Document details for 'Estimation of multiple transmission rates for epidemics in heterogeneous populations'

Authors Cook, A., Otten, W., Marion, G., Gibson, G. and Gilligan, C.A.
Publication details Proceedings of the National Academy of Sciences USA 104, 20392-20397.
Keywords Bayesian inference; percolation; stochastic epidemic models;
Abstract In this paper we consider spatially heterogeneous epidemic systems, in which pathogen spread occurs through a landscape comprising favorable (e.g. susceptible or untreated) and less favorable (e.g. resistant or treated) sites. An important example is the deployment of resistant crop varieties in mixed species populations. It is well recognized that heterogeneity arising from the presence of multiple species or spatial variation in the interactions between individuals can endow population processes with a far more complex range of dynamics than would be exhibited in homogeneous settings. However, even though stochastic models for heterogeneous systems can be readily formulated, these models can only inform our understanding of any particular system if they can be parameterized for that system.
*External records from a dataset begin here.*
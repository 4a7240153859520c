//! Mock completion provider for testing
//!
//! Deterministic, network-free stand-in for [`OpenAiProvider`](crate::OpenAiProvider).
//! It records every instruction it receives so tests can assert on what
//! would have been sent, and how many exchanges happened.
//!
//! # Example
//!
//! ```ignore
//! use gpt_translator::{CompletionProvider, MockMode, MockProvider};
//!
//! #[tokio::test]
//! async fn test_translation() {
//!     let mock = MockProvider::new(MockMode::Reply(" Bonjour ".to_string()));
//!     assert_eq!(mock.complete("...").await.unwrap(), "Bonjour");
//!     assert_eq!(mock.calls(), 1);
//! }
//! ```

use crate::error::TranslateResult;
use crate::provider::{CompletionProvider, normalize_reply};
use async_trait::async_trait;
use std::sync::Mutex;
use std::time::Duration;

/// What the mock answers with
#[derive(Debug, Clone)]
pub enum MockMode {
    /// Raw model content; trimmed and defaulted like a real reply
    Reply(String),

    /// A reply with no content at all
    Empty,

    /// Reply with the instruction itself
    Echo,

    /// Fail every call with this error
    Error(crate::error::TranslateError),
}

/// Mock provider that simulates completion replies
#[derive(Debug)]
pub struct MockProvider {
    mode: MockMode,
    /// Optional simulated network delay (in milliseconds)
    delay_ms: u64,
    instructions: Mutex<Vec<String>>,
}

impl MockProvider {
    pub fn new(mode: MockMode) -> Self {
        Self {
            mode,
            delay_ms: 0,
            instructions: Mutex::new(Vec::new()),
        }
    }

    /// Same as [`MockProvider::new`] with every call delayed
    pub fn with_delay(mode: MockMode, delay_ms: u64) -> Self {
        Self {
            delay_ms,
            ..Self::new(mode)
        }
    }

    /// Number of exchanges performed so far
    pub fn calls(&self) -> usize {
        self.instructions.lock().map(|i| i.len()).unwrap_or_default()
    }

    /// Instruction received by the most recent exchange
    pub fn last_instruction(&self) -> Option<String> {
        self.instructions
            .lock()
            .ok()
            .and_then(|i| i.last().cloned())
    }

    async fn apply_delay(&self) {
        if self.delay_ms > 0 {
            tokio::time::sleep(Duration::from_millis(self.delay_ms)).await;
        }
    }
}

#[async_trait]
impl CompletionProvider for MockProvider {
    async fn complete(&self, instruction: &str) -> TranslateResult<String> {
        if let Ok(mut instructions) = self.instructions.lock() {
            instructions.push(instruction.to_string());
        }

        self.apply_delay().await;

        match &self.mode {
            MockMode::Reply(content) => Ok(normalize_reply(Some(content.as_str()))),
            MockMode::Empty => Ok(normalize_reply(None)),
            MockMode::Echo => Ok(instruction.to_string()),
            MockMode::Error(err) => Err(err.clone()),
        }
    }

    fn provider_name(&self) -> &str {
        "Mock Provider"
    }
}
We focus on processes and models with short-range interactions using data describing the spatio-temporal spread of Rhizoctonia solani, a soil-borne fungal plant pathogen, in mixed species populations as a convenient experimental system in which heterogeneity can be controlled. Such epidemics are frequently driven by an external source of infection (primary infection, the initiator of an epidemic and often associated with inoculum present in the soil), and secondary spread between infected and neighboring susceptibles in a population (secondary infection). We develop Bayesian methods to fit spatio-temporal percolation-based models, incorporating such features, to biological processes that evolve in homogeneous populations.